I think this is likely due to the Kindle version recently being available for 20p, as opposed to the full price of £5+. 20p is what I paid for it, and is about what I think it is worth.

It is not what I expected - simply a long list of "Quite Interesting" facts, but with no further explanation or comment. Based on the TV show, I assumed that each entry would be lengthier than it is. As such, the book is Quite Boring, as reading "fact" after "fact" is tedious, without any context.

And yes, I put that word in quotes, as some of the "facts" are wrong. It asserts that St Christopher is not a saint, whereas he is (the confusion comes from the Catholic church removing his day of celebration, but not the saint himself).

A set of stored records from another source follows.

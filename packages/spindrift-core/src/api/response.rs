//! JSON response envelope helpers.
//!
//! Every REST response uses the same envelope:
//! `{success, message?, error?, data?}`. On failure `error` and `message`
//! carry identical text - historical clients read one or the other and the
//! API treats them as synonyms.

use axum::http::StatusCode;
use axum::response::{IntoResponse, Response};
use axum::Json;
use serde::Serialize;
use serde_json::Value;

/// The uniform REST envelope.
#[derive(Debug, Serialize)]
pub struct ApiEnvelope {
    /// Whether the request succeeded.
    pub success: bool,
    /// Informational or error text.
    #[serde(skip_serializing_if = "Option::is_none")]
    pub message: Option<String>,
    /// Error text; synonym of `message` on failures.
    #[serde(skip_serializing_if = "Option::is_none")]
    pub error: Option<String>,
    /// Payload for successful requests.
    #[serde(skip_serializing_if = "Option::is_none")]
    pub data: Option<Value>,
}

/// 200 with a data payload.
pub fn api_data(data: impl Serialize) -> Response {
    let data = serde_json::to_value(data).unwrap_or(Value::Null);
    Json(ApiEnvelope {
        success: true,
        message: None,
        error: None,
        data: Some(data),
    })
    .into_response()
}

/// 200 with a human-readable message and no payload.
pub fn api_ok(message: impl Into<String>) -> Response {
    Json(ApiEnvelope {
        success: true,
        message: Some(message.into()),
        error: None,
        data: None,
    })
    .into_response()
}

/// Failure with both `error` and `message` set to the same text.
pub fn api_error(status: StatusCode, text: impl Into<String>) -> Response {
    let text = text.into();
    (
        status,
        Json(ApiEnvelope {
            success: false,
            message: Some(text.clone()),
            error: Some(text),
            data: None,
        }),
    )
        .into_response()
}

Similarly the claim that "The universe is shaped like a pringle" is also completely wrong. The research they refer to here proposes that the universe is horn-shaped, and in explaining this says "If you look at any little piece of the horn, it is saddle-shaped like a Pringles potato chip" - which describes only "any little piece of the horn", not the universe as a whole. So the QI elves have taken a theory (not a fact), and then totally misquoted it so it doesn't bear any truth whatsoever!

These are just two of several "facts" that I just happened to know were wrong, from my own knowledge; but it then made me wary of trusting anything else the book said, without qualification or explanation.

Reading other reviews, there are lots of people raving about this book, who think it is good. So my advice for anyone contemplating it is that they should read the first few pages - either online or as a Kindle sample; so they know what they are getting; if this seems like fun to them, and if they are not worried that the "facts" might not be true, then go ahead and buy it. However, if you prefer your facts to be actually factual, and with some kind of qualification or comment, I'd advise you to skip this piece of nonsense.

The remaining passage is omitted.